L’observateur bénévole Georges Cyr a accepté d’installer une jauge de précipitations sur son terrain afin de recueillir des données quotidiennement, aux abords du fleuve Saint-Jean.Photo: Julie Thériault

Les instruments déployés sur le terrain enregistrent des données depuis novembre dernier. «Nous avons observé plusieurs variations dans les précipitations, indique la professeure. Seulement en décembre, il y a eu des épisodes de pluie, de neige et de pluie verglaçante. Un des épisodes de pluie a fait monter considérablement le niveau de la rivière Saint-Jean.»

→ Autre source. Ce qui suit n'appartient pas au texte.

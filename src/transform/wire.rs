//! Chat-completion wire format.
//!
//! ```json
//! { "model": "...", "messages": [
//!     { "role": "system", "content": "<instruction>" },
//!     { "role": "user", "content": "<selection>" } ] }
//! ```
//!
//! The result is read from `choices[0].message.content`.

use serde::{Deserialize, Serialize};

use super::error::TransformError;

/// Path of the completion endpoint, relative to a service base URL.
pub const COMPLETIONS_PATH: &str = "/v1/chat/completions";

#[derive(Debug, Clone, PartialEq, Eq, Serialize, Deserialize)]
pub struct ChatMessage {
    pub role: String,
    pub content: String,
}

impl ChatMessage {
    pub fn system(content: impl Into<String>) -> Self {
        Self {
            role: "system".to_string(),
            content: content.into(),
        }
    }

    pub fn user(content: impl Into<String>) -> Self {
        Self {
            role: "user".to_string(),
            content: content.into(),
        }
    }
}

/// Request body sent to the completion endpoint.
#[derive(Debug, Clone, PartialEq, Eq, Serialize, Deserialize)]
pub struct ChatRequest {
    /// Empty when a proxy is expected to fill in its configured model.
    #[serde(default, skip_serializing_if = "String::is_empty")]
    pub model: String,
    pub messages: Vec<ChatMessage>,
}

impl ChatRequest {
    /// Instruction as the system message, selection as the user message.
    pub fn for_selection(model: &str, instruction: &str, selection: &str) -> Self {
        Self {
            model: model.to_string(),
            messages: vec![ChatMessage::system(instruction), ChatMessage::user(selection)],
        }
    }
}

#[derive(Debug, Deserialize)]
pub struct ChatResponse {
    #[serde(default)]
    pub choices: Vec<Choice>,
}

#[derive(Debug, Deserialize)]
pub struct Choice {
    pub message: ChoiceMessage,
}

#[derive(Debug, Deserialize)]
pub struct ChoiceMessage {
    #[serde(default)]
    pub content: Option<String>,
}

impl ChatResponse {
    /// Parse a response body and pull out the first completion.
    pub fn parse_completion(body: &str) -> Result<String, TransformError> {
        let response: ChatResponse = serde_json::from_str(body).map_err(|e| {
            TransformError::MalformedResponse(format!("Failed to parse response JSON: {}", e))
        })?;
        response.into_completion()
    }

    /// `choices[0].message.content`.
    pub fn into_completion(self) -> Result<String, TransformError> {
        self.choices
            .into_iter()
            .next()
            .and_then(|choice| choice.message.content)
            .ok_or_else(|| {
                TransformError::MalformedResponse("missing choices[0].message.content".to_string())
            })
    }
}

En raison de la pandémie, la campagne sur le terrain a débuté au début du mois de mars et se poursuivra jusqu’à la fin avril. «En plus des étudiants à la maîtrise Lisa Rickard (UNBC) et Dominique Boisvert (UQAM), nous avons impliqué la communauté locale, soit une vingtaine d’observateurs bénévoles incluant des élèves d’une dizaine d’écoles primaires de la région», souligne Julie Thériault. Ces écoles ont été approchées par l’organisme à but non lucratif Labos Créatifs, en collaboration avec la Société de l’aménagement de la rivière Madawaska.

Les bénévoles et les élèves doivent mesurer quotidiennement la quantité de nouvelle neige et sa masse. Chaque lundi, ils mesurent la hauteur de la neige au sol et la quantité d’eau, précise Julie Thériault. «C’est probablement la seule fois de ma carrière où mes parents contribueront directement à une de mes recherches, s’amuse la chercheuse, qui est native de cette région. Ils sont très généreux de leur temps, ils prennent des mesures quotidiennes et ils aident les autres observateurs. Mon père a même mis sur pied un comité de bénévoles pour nous aider au lancement de ballons-sondes toutes les trois heures durant les tempêtes!»